## Data provided

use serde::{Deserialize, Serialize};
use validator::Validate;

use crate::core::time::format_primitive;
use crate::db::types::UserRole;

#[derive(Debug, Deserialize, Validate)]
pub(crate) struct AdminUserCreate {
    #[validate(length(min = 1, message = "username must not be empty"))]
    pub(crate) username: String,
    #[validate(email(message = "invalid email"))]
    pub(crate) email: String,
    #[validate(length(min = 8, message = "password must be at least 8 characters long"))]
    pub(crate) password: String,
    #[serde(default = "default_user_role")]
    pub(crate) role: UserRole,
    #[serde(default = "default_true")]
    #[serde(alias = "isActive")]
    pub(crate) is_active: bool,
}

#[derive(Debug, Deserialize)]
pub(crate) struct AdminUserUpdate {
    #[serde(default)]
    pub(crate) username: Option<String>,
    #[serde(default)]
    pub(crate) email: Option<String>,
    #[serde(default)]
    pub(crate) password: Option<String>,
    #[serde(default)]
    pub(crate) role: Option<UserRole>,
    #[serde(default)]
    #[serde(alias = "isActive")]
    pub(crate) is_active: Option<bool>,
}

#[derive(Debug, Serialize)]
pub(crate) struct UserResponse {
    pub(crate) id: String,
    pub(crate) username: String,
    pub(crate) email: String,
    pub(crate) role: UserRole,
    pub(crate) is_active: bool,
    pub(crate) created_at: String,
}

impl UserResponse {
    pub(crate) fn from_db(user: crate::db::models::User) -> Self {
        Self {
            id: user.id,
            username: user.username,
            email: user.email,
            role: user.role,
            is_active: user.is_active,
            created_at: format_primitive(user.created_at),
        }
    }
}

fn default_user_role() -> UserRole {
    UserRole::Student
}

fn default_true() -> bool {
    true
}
==
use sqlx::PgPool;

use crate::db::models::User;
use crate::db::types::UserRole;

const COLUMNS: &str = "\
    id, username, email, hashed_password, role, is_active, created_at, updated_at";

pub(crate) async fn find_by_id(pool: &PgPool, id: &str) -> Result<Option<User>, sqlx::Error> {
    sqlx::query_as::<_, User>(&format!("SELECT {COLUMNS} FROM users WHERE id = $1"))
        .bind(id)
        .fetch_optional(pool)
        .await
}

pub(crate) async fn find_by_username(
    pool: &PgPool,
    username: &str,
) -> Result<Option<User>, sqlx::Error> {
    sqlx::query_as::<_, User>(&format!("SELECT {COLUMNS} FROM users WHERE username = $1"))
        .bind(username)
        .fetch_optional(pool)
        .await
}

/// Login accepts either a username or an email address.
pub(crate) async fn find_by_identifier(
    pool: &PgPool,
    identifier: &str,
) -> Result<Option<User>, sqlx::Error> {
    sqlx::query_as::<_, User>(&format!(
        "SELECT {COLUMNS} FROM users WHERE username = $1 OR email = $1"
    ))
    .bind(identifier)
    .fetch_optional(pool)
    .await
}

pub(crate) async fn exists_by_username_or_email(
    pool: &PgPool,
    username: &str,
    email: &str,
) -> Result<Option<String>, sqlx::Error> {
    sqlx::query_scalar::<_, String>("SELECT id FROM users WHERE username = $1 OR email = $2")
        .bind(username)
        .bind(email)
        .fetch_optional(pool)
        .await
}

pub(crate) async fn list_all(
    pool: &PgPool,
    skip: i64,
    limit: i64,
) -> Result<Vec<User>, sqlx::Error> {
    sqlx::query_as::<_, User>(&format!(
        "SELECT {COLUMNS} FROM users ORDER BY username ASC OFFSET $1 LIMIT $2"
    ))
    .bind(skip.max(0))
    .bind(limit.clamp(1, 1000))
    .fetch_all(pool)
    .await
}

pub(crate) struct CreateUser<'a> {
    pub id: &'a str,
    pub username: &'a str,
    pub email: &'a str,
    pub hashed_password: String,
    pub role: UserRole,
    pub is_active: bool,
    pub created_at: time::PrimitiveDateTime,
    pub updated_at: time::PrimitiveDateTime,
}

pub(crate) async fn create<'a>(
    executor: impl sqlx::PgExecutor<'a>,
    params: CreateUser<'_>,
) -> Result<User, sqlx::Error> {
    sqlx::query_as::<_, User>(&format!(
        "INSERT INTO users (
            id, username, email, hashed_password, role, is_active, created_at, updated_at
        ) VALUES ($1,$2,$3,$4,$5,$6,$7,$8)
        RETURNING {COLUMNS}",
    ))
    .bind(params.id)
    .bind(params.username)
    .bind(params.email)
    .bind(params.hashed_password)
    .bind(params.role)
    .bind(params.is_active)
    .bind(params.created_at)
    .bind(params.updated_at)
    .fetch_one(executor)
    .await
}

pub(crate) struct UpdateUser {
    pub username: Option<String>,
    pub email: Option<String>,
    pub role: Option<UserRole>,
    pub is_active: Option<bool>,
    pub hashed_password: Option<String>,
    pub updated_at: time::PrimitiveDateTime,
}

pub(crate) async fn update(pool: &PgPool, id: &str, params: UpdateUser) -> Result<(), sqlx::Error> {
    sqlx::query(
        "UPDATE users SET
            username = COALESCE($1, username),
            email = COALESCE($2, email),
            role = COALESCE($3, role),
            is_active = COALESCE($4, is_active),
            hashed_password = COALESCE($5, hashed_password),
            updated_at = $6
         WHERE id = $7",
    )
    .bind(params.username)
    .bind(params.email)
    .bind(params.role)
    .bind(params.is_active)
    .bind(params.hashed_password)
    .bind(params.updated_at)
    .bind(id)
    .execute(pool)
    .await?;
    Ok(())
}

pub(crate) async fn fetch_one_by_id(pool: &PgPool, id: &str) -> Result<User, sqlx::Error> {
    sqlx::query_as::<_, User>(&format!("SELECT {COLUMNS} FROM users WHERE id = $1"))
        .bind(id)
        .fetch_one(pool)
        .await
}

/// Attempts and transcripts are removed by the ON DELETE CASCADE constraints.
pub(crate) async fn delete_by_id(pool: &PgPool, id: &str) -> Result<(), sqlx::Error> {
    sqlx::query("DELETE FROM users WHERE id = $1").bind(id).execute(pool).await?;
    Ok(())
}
* * *
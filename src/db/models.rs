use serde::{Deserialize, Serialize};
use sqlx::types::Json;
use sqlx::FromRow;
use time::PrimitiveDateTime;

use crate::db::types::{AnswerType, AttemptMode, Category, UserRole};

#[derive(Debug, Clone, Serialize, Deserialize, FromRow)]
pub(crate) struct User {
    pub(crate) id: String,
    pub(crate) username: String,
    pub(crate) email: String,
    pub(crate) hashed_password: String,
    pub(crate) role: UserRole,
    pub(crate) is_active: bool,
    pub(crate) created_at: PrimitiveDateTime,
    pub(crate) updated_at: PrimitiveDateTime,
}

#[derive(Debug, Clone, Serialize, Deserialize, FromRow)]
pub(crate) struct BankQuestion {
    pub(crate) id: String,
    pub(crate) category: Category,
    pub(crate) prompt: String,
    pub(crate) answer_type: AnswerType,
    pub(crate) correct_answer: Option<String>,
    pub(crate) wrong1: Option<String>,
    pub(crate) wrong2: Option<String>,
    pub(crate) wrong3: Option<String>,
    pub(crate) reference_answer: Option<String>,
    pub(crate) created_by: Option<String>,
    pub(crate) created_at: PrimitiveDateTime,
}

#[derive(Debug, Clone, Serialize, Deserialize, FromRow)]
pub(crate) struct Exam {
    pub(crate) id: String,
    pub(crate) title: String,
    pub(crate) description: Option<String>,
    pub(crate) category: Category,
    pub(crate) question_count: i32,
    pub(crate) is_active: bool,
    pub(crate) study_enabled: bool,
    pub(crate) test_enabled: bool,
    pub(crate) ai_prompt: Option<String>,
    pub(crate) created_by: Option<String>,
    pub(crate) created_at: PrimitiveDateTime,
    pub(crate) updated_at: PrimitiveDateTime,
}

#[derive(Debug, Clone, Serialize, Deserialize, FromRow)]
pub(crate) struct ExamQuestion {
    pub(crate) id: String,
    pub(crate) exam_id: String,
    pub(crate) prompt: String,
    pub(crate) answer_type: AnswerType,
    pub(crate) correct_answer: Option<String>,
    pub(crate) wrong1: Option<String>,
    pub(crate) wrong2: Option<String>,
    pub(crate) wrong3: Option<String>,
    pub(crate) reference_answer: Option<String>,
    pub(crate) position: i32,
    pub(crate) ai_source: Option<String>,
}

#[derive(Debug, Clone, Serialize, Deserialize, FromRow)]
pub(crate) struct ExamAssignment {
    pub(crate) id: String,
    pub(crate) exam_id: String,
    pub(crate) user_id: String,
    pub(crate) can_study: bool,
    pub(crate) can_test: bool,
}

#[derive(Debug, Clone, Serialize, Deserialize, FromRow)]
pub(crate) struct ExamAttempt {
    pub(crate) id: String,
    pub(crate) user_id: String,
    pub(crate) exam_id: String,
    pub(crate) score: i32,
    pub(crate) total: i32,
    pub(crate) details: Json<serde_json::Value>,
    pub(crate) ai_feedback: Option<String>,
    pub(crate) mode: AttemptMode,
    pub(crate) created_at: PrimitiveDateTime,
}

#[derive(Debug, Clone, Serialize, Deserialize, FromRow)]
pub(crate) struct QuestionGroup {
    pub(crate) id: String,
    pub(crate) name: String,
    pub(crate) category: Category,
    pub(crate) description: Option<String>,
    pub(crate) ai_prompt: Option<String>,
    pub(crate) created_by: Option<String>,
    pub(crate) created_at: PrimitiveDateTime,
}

## Your goal
Pull out each line of the records holding the string "Json".

## Problem solution
use sqlx::types::Json;
    pub(crate) details: Json<serde_json::Value>,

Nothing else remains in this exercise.